Please note: I found the above two drawings from educational sites, but that was a couple of years ago and I have lost the links. I will attempt to find them again!
Are you ready to learn how to put the thin and thick filaments into the myofibril now??? Good!
The thin and thick filaments are organized into neat bundles called sarcomeres. You can read about sarcomeres in your book. You can also check out the Muscle Page from a course at Stanford, and look at the sarcomere link for "other browsers." I'm just going to give you the basics here.
Thin filaments attach at a point called the "Z line" so that they are all lined up with one another. This is shown in this schematic to the right. The Z line is the dark line that runs perpendicular to the actin filaments. Actually, it is simply a lot of sticky proteins that anchor the actin filaments in place.
The thick filaments run in between the thin filaments. I have put them in for you to see, but first I had to change the background color of the image so that both the thick and thin filaments would be readily visible. I also had to shrink the components down a bit more.
Here is the image of the thick and thin filaments together:
In order to fit the thick filaments between the thin, I needed 2 sets of the thin filaments. Also, it looks like the thick filaments are just floating in the middle... however, they are anchored by proteins (of the "M line"); I just didn't show that. As you look at this image, the following items should become easier to understand:
First of all, there are hundreds of myofibrils in each muscle fiber. To see that, take a look at the muscle section of the JayDoc HistoWeb, slides 6 & 7 in their expanded views. These are images of cross sections through muscle fibers... you'll see many dots on the cut edges; each of those dots is a myofibril.

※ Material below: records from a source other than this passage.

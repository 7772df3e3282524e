//! Symbol registry, parser and evaluator.

use std::collections::HashMap;
use std::sync::Arc;

use chrono::{DateTime, Utc};

use crate::builtins;
use crate::lexer::{Lexer, Token};
use crate::{Error, Result, SexpResult, Term};

/// Maximum nesting depth accepted by the parser.
pub const MAX_DEPTH: usize = 256;

/// A function receiving evaluated arguments.
pub type Function<C> = dyn Fn(&mut C, &[SexpResult]) -> Result<SexpResult> + Send + Sync;

/// A function receiving raw argument terms.
///
/// Used for forms that decide themselves what to evaluate and when,
/// such as short-circuiting `and`/`or` or per-message `match-all`.
pub type IFunction<C> = dyn Fn(&Sexp<C>, &mut C, &[Term]) -> Result<SexpResult> + Send + Sync;

/// A registered symbol.
pub enum Symbol<C> {
    /// Function with evaluated arguments.
    Function(Arc<Function<C>>),
    /// Function with unevaluated arguments.
    IFunction(Arc<IFunction<C>>),
    /// Variable bound to a term, evaluated on every reference.
    Variable(Term),
}

impl<C> Clone for Symbol<C> {
    fn clone(&self) -> Self {
        match self {
            Self::Function(f) => Self::Function(Arc::clone(f)),
            Self::IFunction(f) => Self::IFunction(Arc::clone(f)),
            Self::Variable(t) => Self::Variable(t.clone()),
        }
    }
}

/// S-expression evaluator over a caller-defined context type `C`.
///
/// Symbols live in numbered scopes. Scope 0 holds the built-in
/// vocabulary; lookups consult the current scope first and fall back
/// to scope 0, so a caller can override built-ins by registering in a
/// higher scope and selecting it with [`Sexp::set_scope`].
///
/// The evaluator itself holds no per-evaluation state: everything that
/// changes while evaluating lives in the `C` passed to [`Sexp::eval`],
/// so one instance can serve concurrent evaluations.
pub struct Sexp<C> {
    scopes: Vec<HashMap<String, Symbol<C>>>,
    scope: usize,
}

impl<C: 'static> Default for Sexp<C> {
    fn default() -> Self {
        Self::new()
    }
}

impl<C: 'static> Sexp<C> {
    /// Creates an evaluator with the built-in vocabulary in scope 0.
    #[must_use]
    pub fn new() -> Self {
        let mut sexp = Self {
            scopes: vec![HashMap::new()],
            scope: 0,
        };
        builtins::register(&mut sexp);
        sexp
    }

    /// Registers a function that receives evaluated arguments.
    pub fn add_function<F>(&mut self, scope: usize, name: &str, f: F)
    where
        F: Fn(&mut C, &[SexpResult]) -> Result<SexpResult> + Send + Sync + 'static,
    {
        self.scope_mut(scope)
            .insert(name.to_string(), Symbol::Function(Arc::new(f)));
    }

    /// Registers a function that receives raw argument terms.
    pub fn add_ifunction<F>(&mut self, scope: usize, name: &str, f: F)
    where
        F: Fn(&Self, &mut C, &[Term]) -> Result<SexpResult> + Send + Sync + 'static,
    {
        self.scope_mut(scope)
            .insert(name.to_string(), Symbol::IFunction(Arc::new(f)));
    }

    /// Binds a variable to a term.
    pub fn add_variable(&mut self, scope: usize, name: &str, value: Term) {
        self.scope_mut(scope)
            .insert(name.to_string(), Symbol::Variable(value));
    }

    /// Removes a symbol from a scope. Returns whether it was present.
    pub fn remove_symbol(&mut self, scope: usize, name: &str) -> bool {
        self.scopes
            .get_mut(scope)
            .is_some_and(|symbols| symbols.remove(name).is_some())
    }

    /// Selects the scope consulted before scope 0, returning the previous one.
    pub fn set_scope(&mut self, scope: usize) -> usize {
        self.scope_mut(scope);
        std::mem::replace(&mut self.scope, scope)
    }

    /// Looks up a symbol in the current scope, then in scope 0.
    #[must_use]
    pub fn lookup(&self, name: &str) -> Option<&Symbol<C>> {
        self.scopes
            .get(self.scope)
            .and_then(|symbols| symbols.get(name))
            .or_else(|| self.scopes.first().and_then(|symbols| symbols.get(name)))
    }

    fn scope_mut(&mut self, scope: usize) -> &mut HashMap<String, Symbol<C>> {
        if self.scopes.len() <= scope {
            self.scopes.resize_with(scope + 1, HashMap::new);
        }
        &mut self.scopes[scope]
    }

    /// Parses expression text into a term tree.
    ///
    /// Several top-level forms are wrapped into an implicit `begin`.
    ///
    /// # Errors
    ///
    /// Returns [`Error::Parse`] on malformed input or unknown symbols.
    pub fn parse(&self, text: &str) -> Result<Term> {
        let mut lexer = Lexer::new(text);
        let mut forms = Vec::new();

        while lexer.peek_token()? != Token::Eof {
            forms.push(self.parse_value(&mut lexer, 0)?);
        }

        match forms.len() {
            0 => Err(lexer.error("Empty expression")),
            1 => Ok(forms.remove(0)),
            _ => Ok(Term::call("begin", forms)),
        }
    }

    fn parse_value(&self, lexer: &mut Lexer<'_>, depth: usize) -> Result<Term> {
        if depth > MAX_DEPTH {
            return Err(lexer.error("Expression nested too deeply"));
        }

        match lexer.next_token()? {
            Token::Int(n) => Ok(Term::Int(n)),
            Token::Bool(b) => Ok(Term::Bool(b)),
            Token::Str(s) => Ok(Term::String(s)),
            Token::Time(secs) => DateTime::<Utc>::from_timestamp(secs, 0)
                .map(Term::Time)
                .ok_or_else(|| lexer.error("Time literal out of range")),
            Token::Symbol(name) => match self.lookup(name) {
                Some(Symbol::Variable(_)) => Ok(Term::Var(name.to_string())),
                Some(_) => Err(lexer.error(&format!("Function used as a value: {name}"))),
                None => Err(lexer.error(&format!("Unknown symbol: {name}"))),
            },
            Token::LParen => {
                let name = match lexer.next_token()? {
                    Token::Symbol(name) => name,
                    token => {
                        return Err(lexer.error(&format!("Expected function name, got {token:?}")));
                    }
                };
                match self.lookup(name) {
                    Some(Symbol::Function(_) | Symbol::IFunction(_)) => {}
                    Some(Symbol::Variable(_)) => {
                        return Err(lexer.error(&format!("Variable used as a function: {name}")));
                    }
                    None => return Err(lexer.error(&format!("Unknown function: {name}"))),
                }

                let mut args = Vec::new();
                loop {
                    match lexer.peek_token()? {
                        Token::RParen => {
                            lexer.next_token()?;
                            break;
                        }
                        Token::Eof => return Err(lexer.error("Missing closing parenthesis")),
                        _ => args.push(self.parse_value(lexer, depth + 1)?),
                    }
                }
                Ok(Term::call(name, args))
            }
            Token::RParen => Err(lexer.error("Unexpected closing parenthesis")),
            Token::Eof => Err(lexer.error("Unexpected end of input")),
        }
    }

    /// Evaluates a term against a context.
    ///
    /// # Errors
    ///
    /// Any error raised by a function aborts the whole evaluation and is
    /// returned here unchanged.
    pub fn eval(&self, ctx: &mut C, term: &Term) -> Result<SexpResult> {
        match term {
            Term::Int(n) => Ok(SexpResult::int(*n)),
            Term::Bool(b) => Ok(SexpResult::bool(*b)),
            Term::String(s) => Ok(SexpResult::string(s.clone())),
            Term::Time(t) => Ok(SexpResult::time(*t)),
            Term::Call { name, args } => match self.lookup(name) {
                Some(Symbol::Function(f)) => {
                    let argv = self.eval_all(ctx, args)?;
                    f(ctx, &argv)
                }
                Some(Symbol::IFunction(f)) => f(self, ctx, args),
                Some(Symbol::Variable(_)) | None => {
                    Err(Error::eval(format!("Unknown function: {name}")))
                }
            },
            Term::Var(name) => match self.lookup(name) {
                Some(Symbol::Variable(value)) => self.eval(ctx, value),
                _ => Err(Error::eval(format!("Unknown variable: {name}"))),
            },
        }
    }

    /// Evaluates each term in order.
    ///
    /// # Errors
    ///
    /// Stops at the first failing term.
    pub fn eval_all(&self, ctx: &mut C, terms: &[Term]) -> Result<Vec<SexpResult>> {
        terms.iter().map(|term| self.eval(ctx, term)).collect()
    }

    /// Parses and evaluates expression text.
    ///
    /// # Errors
    ///
    /// Returns parse or evaluation errors.
    pub fn eval_text(&self, ctx: &mut C, text: &str) -> Result<SexpResult> {
        let term = self.parse(text)?;
        self.eval(ctx, &term)
    }

    /// Evaluates a term and returns its occurrence window, if the result
    /// is a time-range generator.
    ///
    /// # Errors
    ///
    /// Returns evaluation errors.
    pub fn occur_times(
        &self,
        ctx: &mut C,
        term: &Term,
    ) -> Result<Option<(DateTime<Utc>, DateTime<Utc>)>> {
        let result = self.eval(ctx, term)?;
        if result.time_generator {
            Ok(result.occurring_start.zip(result.occurring_end))
        } else {
            Ok(None)
        }
    }
}

#[cfg(test)]
#[allow(clippy::unwrap_used)]
mod tests {
    use super::*;
    use crate::Value;

    #[derive(Default)]
    struct Counter {
        calls: usize,
    }

    fn sexp() -> Sexp<Counter> {
        let mut sexp = Sexp::new();
        sexp.add_function(0, "tick", |ctx: &mut Counter, _| {
            ctx.calls += 1;
            Ok(SexpResult::bool(true))
        });
        sexp.add_function(0, "boom", |_, _| Err(Error::eval("boom")));
        sexp
    }

    #[test]
    fn test_parse_roundtrip_display() {
        let sexp = sexp();
        let term = sexp.parse(r#"(and (tick) (= "a" "a") #@60)"#).unwrap();
        assert_eq!(term.to_string(), r#"(and (tick) (= "a" "a") #@60)"#);
    }

    #[test]
    fn test_unknown_function_rejected_at_parse() {
        let err = sexp().parse("(no-such-thing 1)").unwrap_err();
        assert!(matches!(err, Error::Parse { .. }));
    }

    #[test]
    fn test_missing_paren() {
        let err = sexp().parse("(and #t").unwrap_err();
        assert_eq!(
            err,
            Error::Parse {
                position: 7,
                message: "Missing closing parenthesis".to_string()
            }
        );
    }

    #[test]
    fn test_stray_paren() {
        assert!(sexp().parse(")").is_err());
        assert!(sexp().parse("").is_err());
        assert!(sexp().parse("   ; only a comment").is_err());
    }

    #[test]
    fn test_deep_nesting_rejected() {
        let text = format!("{}#t{}", "(not ".repeat(MAX_DEPTH + 2), ")".repeat(MAX_DEPTH + 2));
        assert!(matches!(sexp().parse(&text), Err(Error::Parse { .. })));
    }

    #[test]
    fn test_multiple_forms_become_begin() {
        let sexp = sexp();
        let term = sexp.parse("(tick) 5").unwrap();
        assert_eq!(term.call_name(), Some("begin"));
        let mut ctx = Counter::default();
        assert_eq!(sexp.eval(&mut ctx, &term).unwrap().as_int(), Some(5));
        assert_eq!(ctx.calls, 1);
    }

    #[test]
    fn test_fatal_error_aborts_everything() {
        let sexp = sexp();
        let mut ctx = Counter::default();
        let err = sexp
            .eval_text(&mut ctx, "(or #f (begin (tick) (boom) (tick)))")
            .unwrap_err();
        assert_eq!(err, Error::eval("boom"));
        assert_eq!(ctx.calls, 1);
    }

    #[test]
    fn test_scope_override() {
        let mut sexp = sexp();
        sexp.add_function(1, "tick", |_, _| Ok(SexpResult::bool(false)));
        let mut ctx = Counter::default();

        assert_eq!(sexp.eval_text(&mut ctx, "(tick)").unwrap().as_bool(), Some(true));
        assert_eq!(sexp.set_scope(1), 0);
        assert_eq!(sexp.eval_text(&mut ctx, "(tick)").unwrap().as_bool(), Some(false));
        assert!(sexp.remove_symbol(1, "tick"));
        assert_eq!(sexp.eval_text(&mut ctx, "(tick)").unwrap().as_bool(), Some(true));
    }

    #[test]
    fn test_variables() {
        let mut sexp = sexp();
        sexp.add_variable(0, "limit", Term::Int(10));
        let mut ctx = Counter::default();
        let result = sexp.eval_text(&mut ctx, "(< 3 limit)").unwrap();
        assert_eq!(result.value, Value::Bool(true));
        assert!(sexp.parse("(limit)").is_err());
    }

    #[test]
    fn test_occur_times() {
        let mut sexp = sexp();
        sexp.add_function(0, "window", |_, _| {
            let start = DateTime::<Utc>::from_timestamp(100, 0).unwrap_or_default();
            let end = DateTime::<Utc>::from_timestamp(200, 0).unwrap_or_default();
            Ok(SexpResult::bool(true).with_occurrence(start, end))
        });
        let mut ctx = Counter::default();
        let term = sexp.parse("(window)").unwrap();
        let (start, end) = sexp.occur_times(&mut ctx, &term).unwrap().unwrap();
        assert_eq!(start.timestamp(), 100);
        assert_eq!(end.timestamp(), 200);

        let plain = sexp.parse("#t").unwrap();
        assert!(sexp.occur_times(&mut ctx, &plain).unwrap().is_none());
    }
}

Adjacent myofibrils line up evenly with each other. That means that the Z-lines of every sarcomere in one myofibril lines up with the Z-lines of every sarcomere in the adjacent myofibrils. Because of that, the I bands and the A bands in all the myofibrils within a muscle fiber are lined up. This is a difficult point to be able to understand with mental imagery. Take a look at the image here (stolen from the muscle section of the JayDoc HistoWeb, slide #2... you can go there and see the expanded view).
<-----The muscle fibers & the myofibrils run this way----->
If you look up again at the drawing above of the sarcomere, you'll see that the sarcomere runs left and right, but the bands run up and down. Just like in this photo. This causes the muscle fibers to look striped, and this appearance is called striated. We can say that the muscle fibers are striated because they have striations (stripes).
Take a look at your textbook Figure 9.5 to see how adjacent myofibrils line up within a muscle fiber. For the sake of clarity, this figure only shows 9 myofibrils within the muscle fiber-- but there would be hundreds!
Now if you think back to the last web page, you'll remember that there are cell membrane invaginations called t-tubules. These t-tubules run into the muscle fiber at the Z-lines (although your book's Figure 9.5 doesn't really show it like that).
For another link on muscle fibers and sarcomeres, you can see another professor's powerpoint presentation... however, he uses more terminology and detail than I do and than your book does. So just look through it, and don't worry about the extra terms he uses. Also, do not go past the anatomy of a sarcomere into the way a sarcomere works. OK?